Friday, January 22, 2021

None Other

Sometimes it is best not to look too far  under the smooth surface of a long term friendship. The wisest people understand this, but usually only after age has mellowed them, and sandpapered and refined the spiky demands and adrenaline-fuelled ambitions of youth. 


Our expectations and their degrees of relationship to reality are a huge factor in our collective lives. If grossly unrealistic, and fuelled by egoism, the disappointment of unfulfilled hopes can feel abrupt and serrated, unexpectedly cutting us off from a line we had thought secure because it was untested. 


A realization of this kind happened to a friend of mine, because of something a person told him in confidence. His wife had been nominated for a major award. And she had no knowledge of it. But he had been told of it. Because the committee had been so surprised, that a person who had been nominated by the candidate in good faith to write a testimonial as a referee for her would have been so apparently off-hand and casual about it. 


It was for a National honour, you see. People throughout the nation were asked to nominate people, in various categories of achievement, anonymously. And people who received a lot of recommendations were then further taken up for consideration by the committee, who investigated all the claims and assertions, and asked for detailed character references - not only from the candidate’s employers but from their peers - that final court of tribalist judgment. 


The candidate in question, the wife of my friend, was an outstanding person of colour. Her curriculum vitae, seen in full, was a thing of beauty, unfolded like a painted fan. Her certified career path was a long, starry list of ‘firsts’: First Class Honours, first person from South Asia to graduate in her subject from Oxford, first woman from her nation to be internationally published, first woman from her family to enter into the corporate world. She was peerless.


And the immigration policies were such in that progressive era that it would look good to have a woman of colour, burnished bright, on the national Honours list. If Australia had still been calling them Queen’s Birthday Honours that would have been a different matter. The candidate would have sent a polite refusal to the proffered tribute, being proudly anti-colonial in her views. No way would she have wanted to be called a ‘Dame’ of the British Empire. 


And so the lengthy process of selection continued through its various checks and balances, unknown to all the considered candidates, until the peer review stage was reached. And at that point, four out of the five referees responded with a chorus of glowing recommendations and personal reminiscences, barely containing their statements within the indicated word limits. 

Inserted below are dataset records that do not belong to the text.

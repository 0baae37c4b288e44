extern crate self as larder;

use regex::Regex;

#[macro_use]
mod macros;
mod api;
mod engine;
mod error;
mod rules;

pub use api::{
    NodeSummary, Options, ParseDetails, ParseResult, ParseResultVerbose, QuantityFragment, parse, parse_verbose,
    parse_verbose_with, parse_with, try_parse, try_parse_verbose_with, try_parse_with,
};
pub use engine::{Grammar, MatchMetrics, ParseTree, compile_grammar, evaluate, parse_tree};
pub use error::{Error, EvalError, GrammarError};
pub use rules::lookup::{fraction_glyph_value, written_number_value};
pub use rules::units::{UnitSpec, UnitType, unit_named, units};

// --- Internal types ---------------------------------------------------------

/// Index of a rule inside a compiled [`Grammar`].
pub(crate) type RuleId = usize;

/// A grammar expression.
///
/// `R` is the type used for references to other named rules: rule names
/// (`&'static str`) while the grammar is being declared, and `RuleId` indices
/// once the registry has been compiled. Anonymous sub-expressions never produce
/// parse nodes of their own; their matches are attached to the enclosing rule.
#[derive(Debug, Clone)]
pub(crate) enum Expr<R = &'static str> {
    /// Exact, case-sensitive text.
    Literal(&'static str),
    /// A single character accepted by the predicate.
    CharClass(fn(char) -> bool),
    /// A regular expression anchored at the current offset (patterns start with `^`).
    /// Stored as a static reference created by the `regex!` macro.
    Pattern(&'static Regex),
    /// All items, contiguously, in order.
    Sequence(Vec<Expr<R>>),
    /// First alternative that matches wins.
    OrderedChoice(Vec<Expr<R>>),
    ZeroOrMore(Box<Expr<R>>),
    Optional(Box<Expr<R>>),
    /// Succeeds without consuming input iff the inner expression fails here.
    NegativeLookahead(Box<Expr<R>>),
    /// Another named rule.
    RuleRef(R),
}

/// Semantic handler attached to a rule.
///
/// The evaluator dispatches on this tag; rules without an explicit action use
/// [`Action::PassThrough`]: a node with exactly one valued child takes that
/// child's value, otherwise it has no value.
#[derive(Debug, Clone, Copy, PartialEq, Eq)]
pub(crate) enum Action {
    PassThrough,
    Integer,
    Decimal,
    DelimitedFraction,
    GlyphFraction,
    Fraction,
    MixedNumber,
    WrittenNumber,
    Amount,
    Unit,
    UnitQuantity,
    AmountWithConversion,
    AmountWithAttachedUnits,
    AmountWithMultiplier,
    AmountWithProperty,
    AmountImprecise,
    MultipartQuantity,
    AlternativeQuantity,
    Ingredient,
    Remainder,
    IngredientAddition,
}

/// A named grammar production as declared in `src/rules/**`.
#[derive(Debug, Clone)]
pub(crate) struct Rule {
    pub name: &'static str,
    pub body: Expr,
    pub action: Action,
}

#[derive(Debug, Clone, Copy, PartialEq, Eq)]
pub(crate) struct Range {
    /// Start byte index (inclusive).
    pub start: usize,
    /// End byte index (exclusive).
    pub end: usize,
}

/// A node of the parse tree: the named rule that matched, the consumed span
/// and the named rules matched inside it, in input order.
#[derive(Debug, Clone)]
pub struct ParseNode {
    pub(crate) rule: RuleId,
    pub(crate) rule_name: &'static str,
    pub(crate) range: Range,
    pub(crate) children: Vec<ParseNode>,
}

impl ParseNode {
    /// Name of the rule that produced this node.
    pub fn rule_name(&self) -> &'static str {
        self.rule_name
    }

    /// Start byte offset of the match.
    pub fn start(&self) -> usize {
        self.range.start
    }

    /// End byte offset of the match (exclusive).
    pub fn end(&self) -> usize {
        self.range.end
    }

    pub fn children(&self) -> &[ParseNode] {
        &self.children
    }

    /// The slice of `input` this node matched.
    pub fn text<'t>(&self, input: &'t str) -> &'t str {
        input.get(self.range.start..self.range.end).unwrap_or("")
    }

    /// First direct child produced by the rule `name`.
    pub fn child(&self, name: &str) -> Option<&ParseNode> {
        self.children.iter().find(|c| c.rule_name == name)
    }

    /// Number of nodes in this subtree, including `self`.
    pub fn size(&self) -> usize {
        1 + self.children.iter().map(ParseNode::size).sum::<usize>()
    }
}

But, (and this is a big discourse marker), one referee, self-described as a personal friend of her family for 20 years, wrote only a few brief, understated words, saying ‘This lady doesn’t need any help from me’. The committee were at a loss to understand this laconic comment. Could the national traits of terseness and abbreviation in the vernacular republic be operating at cross purposes with the committee’s requirements as explained? What sort of support was this? Was it self-deprecating irony? Of the ‘this person needs no introduction from me’ variety at a Rotary International Luncheon meeting? 


Deliberations ensued, and eventually the referee was courteously asked by follow up letter to go against his own ingrained habits and expand on his statements, until what was deemed to be a suitable standard of positive endorsement was reached. 


The candidate received her well-deserved national honour at the age of 50. She looked wonderful in her colorful national robes at the ceremony of investiture, where other people in their Sunday best - from journalists hosting infotainment shows to public-minded people who had cleaned racially and sexually offensive graffiti off the walls of Australia’s cities - joined her and her family at the sandstone colonial home beside the harbour, in a congratulatory haze on a beautiful, clear winter day. 


It rained a little, in the afternoon, but the photographs were full of colour and life. There was a particularly gorgeous one, with the candidate serenely seated near the sandstone fountain, with every pleat of her silk garment perfectly in place. 


It took a quarter of a century before the person who recommended her was honored in his own field. It was sad, really, because by that time the photographs were not so beautiful to look at, in the annual email roundup the family sent out to all their friends and acquaintances, celebrating their many experiences and achievements.